Subscription packages go on sale to renewing subscribers on Monday, April 23 and to the general public on Monday, May 1. Current subscribers will receive renewal packets in April. Subscribers may add on additional performances at any point during the subscription period.

UMS also offers Series:You, a “custom-fit” series for patrons with a diverse range of interests looking to attend five or more performances in the 2018-19 season. Series:You offers a 10% discount and access to the best seats in the house, along with all other subscriber benefits.

Tickets to individual events will go on sale to the general public online, in person, and by phone on Monday, August 13; UMS donors of $250+ may purchase beginning Monday, August 6. Groups of 10 or more may reserve tickets beginning Monday, July 9. To be added to the mailing list, please contact the UMS Ticket Office at 734.764.2538 or visit UMS also has an e-mail list that provides up-to-date information about all UMS events; sign-up information is available on the website.

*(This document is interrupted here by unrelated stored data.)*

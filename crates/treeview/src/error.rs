//! Error types for the tree model and node factory.

use std::fmt;
use std::path::PathBuf;

use treeview_core::CoreError;

/// Result type alias for tree operations.
pub type Result<T> = std::result::Result<T, TreeError>;

type BoxedSource = Box<dyn std::error::Error + Send + Sync + 'static>;

/// Errors raised by [`DataNodeTreeModel`](crate::DataNodeTreeModel) and
/// [`DataNodeFactory`](crate::DataNodeFactory).
#[derive(Debug, thiserror::Error)]
pub enum TreeError {
    /// Strict lookup of a node that is not in the model.
    #[error("node '{node}' is not in the tree model")]
    NodeNotInModel { node: String },

    /// Attempt to insert a node that is already in the model.
    #[error("node '{node}' is already in the tree model")]
    NodeAlreadyInModel { node: String },

    /// A child position outside the parent's current child list.
    #[error("child index {index} out of range for {len} children")]
    IndexOutOfRange { index: usize, len: usize },

    /// An operation that cannot be applied to the root node.
    #[error("cannot {op} the root node; use set_root instead")]
    RootOperation { op: &'static str },

    /// The factory could not make a node.
    #[error(transparent)]
    NoSuchData(#[from] NoSuchDataError),

    /// Configuration could not be loaded.
    #[error(transparent)]
    Config(#[from] ConfigError),

    /// Dispatch or threading failure.
    #[error(transparent)]
    Core(#[from] CoreError),
}

impl TreeError {
    /// Create a NodeNotInModel error.
    pub fn not_in_model(node: impl fmt::Display) -> Self {
        Self::NodeNotInModel {
            node: node.to_string(),
        }
    }

    /// Create a NodeAlreadyInModel error.
    pub fn already_in_model(node: impl fmt::Display) -> Self {
        Self::NodeAlreadyInModel {
            node: node.to_string(),
        }
    }
}

/// No node could be made from some source object.
///
/// Carries an optional cause so error placeholders can show the full chain.
#[derive(Debug)]
pub struct NoSuchDataError {
    message: String,
    source: Option<BoxedSource>,
}

impl NoSuchDataError {
    /// Create an error with just a message.
    pub fn new(message: impl Into<String>) -> Self {
        Self {
            message: message.into(),
            source: None,
        }
    }

    /// Create an error with a message and an underlying cause.
    pub fn with_source(message: impl Into<String>, source: impl Into<BoxedSource>) -> Self {
        Self {
            message: message.into(),
            source: Some(source.into()),
        }
    }

    /// The error message, without the cause.
    pub fn message(&self) -> &str {
        &self.message
    }
}

impl fmt::Display for NoSuchDataError {
    fn fmt(&self, f: &mut fmt::Formatter<'_>) -> fmt::Result {
        f.write_str(&self.message)
    }
}

impl std::error::Error for NoSuchDataError {
    fn source(&self) -> Option<&(dyn std::error::Error + 'static)> {
        self.source
            .as_deref()
            .map(|e| e as &(dyn std::error::Error + 'static))
    }
}

impl From<std::io::Error> for NoSuchDataError {
    fn from(e: std::io::Error) -> Self {
        Self::with_source(e.to_string(), e)
    }
}

/// Errors loading a [`TreeViewConfig`](crate::TreeViewConfig).
#[derive(Debug, thiserror::Error)]
pub enum ConfigError {
    /// The configuration file could not be read.
    #[error("failed to read config '{path}': {source}")]
    Io {
        path: PathBuf,
        #[source]
        source: std::io::Error,
    },

    /// The configuration text is not valid.
    #[error("invalid config: {0}")]
    Parse(#[from] toml::de::Error),
}

impl ConfigError {
    /// Create an I/O error.
    pub fn io(path: impl Into<PathBuf>, source: std::io::Error) -> Self {
        Self::Io {
            path: path.into(),
            source,
        }
    }
}

/// Render an error followed by its cause chain, one cause per line.
pub fn error_chain(error: &(dyn std::error::Error + 'static)) -> String {
    let mut text = error.to_string();
    let mut cause = error.source();
    while let Some(e) = cause {
        let line = e.to_string();
        if !text.contains(&line) {
            text.push_str("\ncaused by: ");
            text.push_str(&line);
        }
        cause = e.source();
    }
    text
}
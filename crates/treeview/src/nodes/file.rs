use std::fs;
use std::path::{Path, PathBuf};
use std::sync::Arc;

use tracing::debug;
use treeview_core::logging::targets;

use crate::error::NoSuchDataError;
use crate::factory::{DataNodeFactory, SourceRef, source};
use crate::node::{ChildIter, CreationCell, DataNode, NodeIcon, NodeRef};

/// Data kind under which filesystem nodes expose their path.
pub const PATH_DATA: &str = "path";

fn display_name(path: &Path) -> String {
    path.file_name()
        .map(|n| n.to_string_lossy().into_owned())
        .unwrap_or_else(|| path.display().to_string())
}

/// A plain file on disk.
#[derive(Debug)]
pub struct FileDataNode {
    path: PathBuf,
    creation: CreationCell,
}

impl FileDataNode {
    /// Node type reported by file nodes.
    pub const NODE_TYPE: &'static str = "File";

    pub fn new(path: impl Into<PathBuf>) -> Self {
        Self {
            path: path.into(),
            creation: CreationCell::new(),
        }
    }

    pub fn path(&self) -> &Path {
        &self.path
    }
}

impl DataNode for FileDataNode {
    fn name(&self) -> String {
        display_name(&self.path)
    }

    fn node_type(&self) -> &str {
        Self::NODE_TYPE
    }

    fn icon(&self) -> NodeIcon {
        NodeIcon::File
    }

    fn description(&self) -> Option<String> {
        let meta = fs::metadata(&self.path).ok()?;
        Some(format!("{} ({} bytes)", self.path.display(), meta.len()))
    }

    fn allows_children(&self) -> bool {
        false
    }

    fn data_object(&self, kind: &str) -> Option<SourceRef> {
        (kind == PATH_DATA).then(|| source(self.path.clone()))
    }

    fn creation(&self) -> &CreationCell {
        &self.creation
    }
}

/// A directory on disk.
///
/// Children are the directory's entries sorted by file name, each made
/// through the node's child factory. If the directory cannot be read, the
/// only child is an error placeholder.
#[derive(Debug)]
pub struct DirectoryDataNode {
    path: PathBuf,
    creation: CreationCell,
}

impl DirectoryDataNode {
    /// Node type reported by directory nodes.
    pub const NODE_TYPE: &'static str = "Directory";

    pub fn new(path: impl Into<PathBuf>) -> Self {
        Self {
            path: path.into(),
            creation: CreationCell::new(),
        }
    }

    pub fn path(&self) -> &Path {
        &self.path
    }

    fn sorted_entries(&self) -> Result<Vec<PathBuf>, NoSuchDataError> {
        let read_dir = fs::read_dir(&self.path).map_err(|e| {
            NoSuchDataError::with_source(format!("cannot list {}", self.path.display()), e)
        })?;
        let mut entries = read_dir
            .map(|entry| entry.map(|e| e.path()))
            .collect::<Result<Vec<_>, _>>()
            .map_err(|e| {
                NoSuchDataError::with_source(format!("cannot list {}", self.path.display()), e)
            })?;
        entries.sort_by(|a, b| a.file_name().cmp(&b.file_name()));
        Ok(entries)
    }
}

impl DataNode for DirectoryDataNode {
    fn name(&self) -> String {
        display_name(&self.path)
    }

    fn node_type(&self) -> &str {
        Self::NODE_TYPE
    }

    fn icon(&self) -> NodeIcon {
        NodeIcon::Directory
    }

    fn description(&self) -> Option<String> {
        Some(self.path.display().to_string())
    }

    fn allows_children(&self) -> bool {
        true
    }

    fn children(self: Arc<Self>) -> ChildIter {
        let factory = self
            .creation
            .get()
            .map(|c| c.child_factory().clone())
            .unwrap_or_else(|| Arc::new(DataNodeFactory::new()));
        let entries = self.sorted_entries();
        let parent: NodeRef = self;

        match entries {
            Ok(entries) => Box::new(
                entries
                    .into_iter()
                    .map(move |path| factory.make_child_node(Some(&parent), source(path))),
            ),
            Err(e) => {
                debug!(target: targets::FACTORY, error = %e, "directory listing failed");
                let node = factory.make_error_node(Some(&parent), e);
                Box::new(std::iter::once(node))
            }
        }
    }

    fn data_object(&self, kind: &str) -> Option<SourceRef> {
        (kind == PATH_DATA).then(|| source(self.path.clone()))
    }

    fn creation(&self) -> &CreationCell {
        &self.creation
    }
}
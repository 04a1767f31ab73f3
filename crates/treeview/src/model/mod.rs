//! The asynchronous tree model.
//!
//! [`DataNodeTreeModel`] presents a tree of [`DataNode`](crate::DataNode)s
//! through the usual tree-view queries (child count, child at index, index
//! of child) while the children themselves are found in the background:
//!
//! 1. A view asks for a node's child count.
//! 2. The model attaches a [`NodeExpander`] to the node and starts it on a
//!    thread of its own.
//! 3. The expander pulls children from the node one at a time and appends
//!    each to the model.
//! 4. Each append queues a [`TreeModelEvent`] onto the dispatch thread,
//!    where the view hears about it.
//!
//! Each node in the model has a [`ModelNode`] record with its own lock, so
//! unrelated subtrees expand concurrently while appends to any one node are
//! serialised.

mod event;
mod expander;
mod model_node;
mod recursive;
mod tree_model;

pub use event::TreeModelEvent;
pub use expander::{ExpansionState, NodeExpander};
pub use model_node::ModelNode;
pub use recursive::{
    RECURSIVE_EXPANDER_PREFIX, RecursiveExpansion, recursive_expand, spawn_recursive_expand,
};
pub use tree_model::DataNodeTreeModel;
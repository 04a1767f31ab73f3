//! The data node contract.
//!
//! A [`DataNode`] is one item in a browsable hierarchy: a directory, a file,
//! a table inside a container format, an error placeholder. The tree model
//! only talks to nodes through this trait. Everything a view needs to draw a
//! node (name, type, icon) must be cheap; only [`DataNode::children`] may
//! block on I/O, and it is always called off the dispatch thread.
//!
//! Node identity is reference identity: two `Arc`s to the same allocation are
//! the same node, and two distinct allocations are distinct tree positions
//! even if they describe the same data.
//!
//! # Example
//!
//! ```
//! use std::sync::Arc;
//! use treeview::{ChildIter, CreationCell, DataNode, NodeRef};
//!
//! #[derive(Default)]
//! struct Leaf {
//!     creation: CreationCell,
//! }
//!
//! impl DataNode for Leaf {
//!     fn name(&self) -> String {
//!         "leaf".to_string()
//!     }
//!     fn node_type(&self) -> &str {
//!         "Leaf"
//!     }
//!     fn allows_children(&self) -> bool {
//!         false
//!     }
//!     fn creation(&self) -> &CreationCell {
//!         &self.creation
//!     }
//! }
//!
//! let node: NodeRef = Arc::new(Leaf::default());
//! assert_eq!(node.label(), "leaf");
//! ```

use std::fmt;
use std::sync::{Arc, OnceLock};

use crate::factory::{CreationState, SourceRef};

/// Shared handle to a data node.
pub type NodeRef = Arc<dyn DataNode>;

/// Lazy sequence of child nodes.
pub type ChildIter = Box<dyn Iterator<Item = NodeRef> + Send>;

/// Slot holding a node's [`CreationState`], filled at most once.
pub type CreationCell = OnceLock<CreationState>;

/// Icon a view should draw for a node.
#[derive(Debug, Clone, Copy, PartialEq, Eq, Hash, Default)]
pub enum NodeIcon {
    /// A node without children.
    #[default]
    Leaf,
    /// A generic node with children.
    Branch,
    /// A plain file.
    File,
    /// A directory.
    Directory,
    /// A failure placeholder.
    Error,
    /// An empty placeholder root.
    Empty,
}

/// A node in a browsable data hierarchy.
pub trait DataNode: Send + Sync + 'static {
    /// Short name of the node.
    fn name(&self) -> String;

    /// Human-readable kind of node, such as `"Directory"`.
    fn node_type(&self) -> &str;

    /// Icon to draw.
    fn icon(&self) -> NodeIcon {
        if self.allows_children() {
            NodeIcon::Branch
        } else {
            NodeIcon::Leaf
        }
    }

    /// Longer text for a detail view.
    fn description(&self) -> Option<String> {
        None
    }

    /// Whether the node can have children. Must not do I/O.
    fn allows_children(&self) -> bool;

    /// Produce the node's children.
    ///
    /// May block. Called at most once per expansion, never concurrently with
    /// itself for the same node. Failures must be yielded as error
    /// placeholder nodes, not panics.
    fn children(self: Arc<Self>) -> ChildIter {
        Box::new(std::iter::empty())
    }

    /// Typed data the node can expose, looked up by kind.
    fn data_object(&self, _kind: &str) -> Option<SourceRef> {
        None
    }

    /// How this node was made. Filled once by the factory.
    fn creation(&self) -> &CreationCell;

    /// The object this node logically sits under, used for display paths.
    ///
    /// This is separate from the structural parent in the tree.
    fn logical_origin(&self) -> Option<SourceRef> {
        self.creation().get().and_then(|c| c.origin().cloned())
    }

    /// Label for display, falling back to the name.
    fn label(&self) -> String {
        self.creation()
            .get()
            .and_then(|c| c.label().map(str::to_string))
            .unwrap_or_else(|| self.name())
    }
}

impl fmt::Debug for dyn DataNode {
    fn fmt(&self, f: &mut fmt::Formatter<'_>) -> fmt::Result {
        f.debug_struct("DataNode")
            .field("name", &self.name())
            .field("type", &self.node_type())
            .finish()
    }
}

impl fmt::Display for dyn DataNode {
    fn fmt(&self, f: &mut fmt::Formatter<'_>) -> fmt::Result {
        f.write_str(&self.label())
    }
}

/// Identity key of a node: the address of its allocation.
#[derive(Debug, Clone, Copy, PartialEq, Eq, Hash)]
pub(crate) struct NodeKey(usize);

impl NodeKey {
    pub(crate) fn of(node: &NodeRef) -> Self {
        Self(Arc::as_ptr(node) as *const () as usize)
    }
}

/// Whether two handles refer to the same node.
pub fn same_node(a: &NodeRef, b: &NodeRef) -> bool {
    NodeKey::of(a) == NodeKey::of(b)
}

/// The node's structural parent as recorded at creation, if it is still
/// alive.
pub fn creation_parent(node: &dyn DataNode) -> Option<NodeRef> {
    node.creation().get().and_then(|c| c.parent())
}

/// Slash-separated labels from the oldest live ancestor down to `node`.
pub fn logical_path(node: &NodeRef) -> String {
    let mut labels = vec![node.label()];
    let mut current = creation_parent(node.as_ref());
    while let Some(parent) = current {
        labels.push(parent.label());
        current = creation_parent(parent.as_ref());
    }

    let mut path = String::new();
    for label in labels.iter().rev() {
        if !path.is_empty() && !path.ends_with('/') {
            path.push('/');
        }
        path.push_str(label);
    }
    path
}
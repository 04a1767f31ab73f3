use crate::node::{CreationCell, DataNode, NodeIcon};

/// A root with no children, used before anything has been opened.
#[derive(Debug, Default)]
pub struct EmptyDataNode {
    creation: CreationCell,
}

impl EmptyDataNode {
    /// Node type reported by empty nodes.
    pub const NODE_TYPE: &'static str = "Empty";

    pub fn new() -> Self {
        Self::default()
    }
}

impl DataNode for EmptyDataNode {
    fn name(&self) -> String {
        String::new()
    }

    fn node_type(&self) -> &str {
        Self::NODE_TYPE
    }

    fn icon(&self) -> NodeIcon {
        NodeIcon::Empty
    }

    fn allows_children(&self) -> bool {
        true
    }

    fn creation(&self) -> &CreationCell {
        &self.creation
    }
}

A complete listing of UMS events in chronological order is included as a separate attachment.


A recipient of the 2014 National Medal of Arts, UMS (also known as the University Musical Society) contributes to a vibrant cultural community by connecting audiences with performing artists from around the world in uncommon and engaging experiences. One of the oldest performing arts presenters in the country, UMS is an independent non-profit organization affiliated with the University of Michigan, presenting over 70 music, theater, and dance performances by professional touring artists each season, along with over 100 free educational activities. UMS is committed to bold artistic leadership, engaged learning through the arts, and access and inclusiveness. Since 1990, the organization has co-commissioned and supported the production of nearly 80 new or reimagined works. Matthew VanBesien became the organization’s seventh president in July 2017.